Assigned task: Of all the lines in the entries below, give again exactly those starting at the line containing "repository 31b253a93ed0485c" and ending at the line containing "from untrusted input.", both ends included, and no others.

Dataset:
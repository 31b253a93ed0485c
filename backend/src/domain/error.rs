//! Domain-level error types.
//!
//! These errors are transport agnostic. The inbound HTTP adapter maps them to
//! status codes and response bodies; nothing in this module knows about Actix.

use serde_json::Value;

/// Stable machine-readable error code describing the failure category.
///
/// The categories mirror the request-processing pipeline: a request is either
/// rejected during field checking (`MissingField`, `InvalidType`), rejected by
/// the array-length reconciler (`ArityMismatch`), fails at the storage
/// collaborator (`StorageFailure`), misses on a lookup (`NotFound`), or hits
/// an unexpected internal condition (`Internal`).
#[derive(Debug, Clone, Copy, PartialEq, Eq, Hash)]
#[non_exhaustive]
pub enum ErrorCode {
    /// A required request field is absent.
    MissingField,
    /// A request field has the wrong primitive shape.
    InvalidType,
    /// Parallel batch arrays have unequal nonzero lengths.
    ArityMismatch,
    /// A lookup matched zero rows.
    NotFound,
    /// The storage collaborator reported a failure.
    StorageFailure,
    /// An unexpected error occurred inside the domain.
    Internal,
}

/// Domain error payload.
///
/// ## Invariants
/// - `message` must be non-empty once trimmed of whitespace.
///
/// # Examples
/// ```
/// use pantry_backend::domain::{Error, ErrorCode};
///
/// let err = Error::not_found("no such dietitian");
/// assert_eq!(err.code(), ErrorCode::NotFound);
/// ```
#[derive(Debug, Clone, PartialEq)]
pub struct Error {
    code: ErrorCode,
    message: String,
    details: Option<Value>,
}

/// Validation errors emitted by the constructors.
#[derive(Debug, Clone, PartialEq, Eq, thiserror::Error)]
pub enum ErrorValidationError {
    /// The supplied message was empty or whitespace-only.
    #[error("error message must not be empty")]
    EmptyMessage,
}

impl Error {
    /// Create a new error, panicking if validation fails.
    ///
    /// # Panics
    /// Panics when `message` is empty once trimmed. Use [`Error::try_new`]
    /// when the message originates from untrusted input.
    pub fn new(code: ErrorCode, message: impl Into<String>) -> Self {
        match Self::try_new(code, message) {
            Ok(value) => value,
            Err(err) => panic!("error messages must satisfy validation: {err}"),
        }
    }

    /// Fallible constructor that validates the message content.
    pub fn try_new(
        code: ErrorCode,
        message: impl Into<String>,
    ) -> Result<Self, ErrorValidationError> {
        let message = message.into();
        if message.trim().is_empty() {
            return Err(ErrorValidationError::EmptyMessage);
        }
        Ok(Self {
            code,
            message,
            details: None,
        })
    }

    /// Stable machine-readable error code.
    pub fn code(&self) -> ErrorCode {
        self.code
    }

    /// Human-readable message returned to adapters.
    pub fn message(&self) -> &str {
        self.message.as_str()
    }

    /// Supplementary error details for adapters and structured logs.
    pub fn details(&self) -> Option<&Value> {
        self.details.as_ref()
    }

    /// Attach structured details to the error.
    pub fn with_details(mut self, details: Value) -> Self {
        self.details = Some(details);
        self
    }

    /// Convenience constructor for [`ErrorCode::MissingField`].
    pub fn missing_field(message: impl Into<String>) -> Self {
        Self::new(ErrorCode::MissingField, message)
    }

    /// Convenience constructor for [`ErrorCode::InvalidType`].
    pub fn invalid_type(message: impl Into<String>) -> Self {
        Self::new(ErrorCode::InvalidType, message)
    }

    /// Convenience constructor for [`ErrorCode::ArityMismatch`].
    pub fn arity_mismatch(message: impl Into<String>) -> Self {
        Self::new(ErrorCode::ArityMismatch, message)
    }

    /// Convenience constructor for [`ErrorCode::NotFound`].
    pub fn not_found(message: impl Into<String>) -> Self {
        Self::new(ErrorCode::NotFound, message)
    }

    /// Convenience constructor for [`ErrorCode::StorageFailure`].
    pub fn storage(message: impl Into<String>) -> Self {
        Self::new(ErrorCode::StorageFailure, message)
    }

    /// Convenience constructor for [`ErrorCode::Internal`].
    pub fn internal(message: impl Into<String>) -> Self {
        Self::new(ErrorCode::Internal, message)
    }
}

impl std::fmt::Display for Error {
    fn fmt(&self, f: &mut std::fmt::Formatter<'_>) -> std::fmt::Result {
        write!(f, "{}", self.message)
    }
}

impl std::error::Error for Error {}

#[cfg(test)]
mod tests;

* * *

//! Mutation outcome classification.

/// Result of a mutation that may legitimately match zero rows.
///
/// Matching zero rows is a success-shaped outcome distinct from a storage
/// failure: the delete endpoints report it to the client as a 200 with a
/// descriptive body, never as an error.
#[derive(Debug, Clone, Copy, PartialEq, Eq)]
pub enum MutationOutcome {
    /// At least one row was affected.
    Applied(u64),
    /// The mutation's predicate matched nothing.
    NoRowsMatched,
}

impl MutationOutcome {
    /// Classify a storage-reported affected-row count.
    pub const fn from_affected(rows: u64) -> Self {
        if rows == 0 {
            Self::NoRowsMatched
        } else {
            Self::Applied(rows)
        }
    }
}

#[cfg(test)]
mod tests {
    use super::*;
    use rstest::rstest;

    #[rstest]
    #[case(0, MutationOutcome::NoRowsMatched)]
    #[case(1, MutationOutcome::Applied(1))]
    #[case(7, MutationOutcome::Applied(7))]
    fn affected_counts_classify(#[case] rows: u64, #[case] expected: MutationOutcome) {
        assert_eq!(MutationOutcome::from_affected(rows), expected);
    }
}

Response to the task:
repository 31b253a93ed0485c
filename backend/src/domain/error.rs
//! Domain-level error types.
//!
//! These errors are transport agnostic. The inbound HTTP adapter maps them to
//! status codes and response bodies; nothing in this module knows about Actix.

use serde_json::Value;

/// Stable machine-readable error code describing the failure category.
///
/// The categories mirror the request-processing pipeline: a request is either
/// rejected during field checking (`MissingField`, `InvalidType`), rejected by
/// the array-length reconciler (`ArityMismatch`), fails at the storage
/// collaborator (`StorageFailure`), misses on a lookup (`NotFound`), or hits
/// an unexpected internal condition (`Internal`).
#[derive(Debug, Clone, Copy, PartialEq, Eq, Hash)]
#[non_exhaustive]
pub enum ErrorCode {
    /// A required request field is absent.
    MissingField,
    /// A request field has the wrong primitive shape.
    InvalidType,
    /// Parallel batch arrays have unequal nonzero lengths.
    ArityMismatch,
    /// A lookup matched zero rows.
    NotFound,
    /// The storage collaborator reported a failure.
    StorageFailure,
    /// An unexpected error occurred inside the domain.
    Internal,
}

/// Domain error payload.
///
/// ## Invariants
/// - `message` must be non-empty once trimmed of whitespace.
///
/// # Examples
/// ```
/// use pantry_backend::domain::{Error, ErrorCode};
///
/// let err = Error::not_found("no such dietitian");
/// assert_eq!(err.code(), ErrorCode::NotFound);
/// ```
#[derive(Debug, Clone, PartialEq)]
pub struct Error {
    code: ErrorCode,
    message: String,
    details: Option<Value>,
}

/// Validation errors emitted by the constructors.
#[derive(Debug, Clone, PartialEq, Eq, thiserror::Error)]
pub enum ErrorValidationError {
    /// The supplied message was empty or whitespace-only.
    #[error("error message must not be empty")]
    EmptyMessage,
}

impl Error {
    /// Create a new error, panicking if validation fails.
    ///
    /// # Panics
    /// Panics when `message` is empty once trimmed. Use [`Error::try_new`]
    /// when the message originates from untrusted input.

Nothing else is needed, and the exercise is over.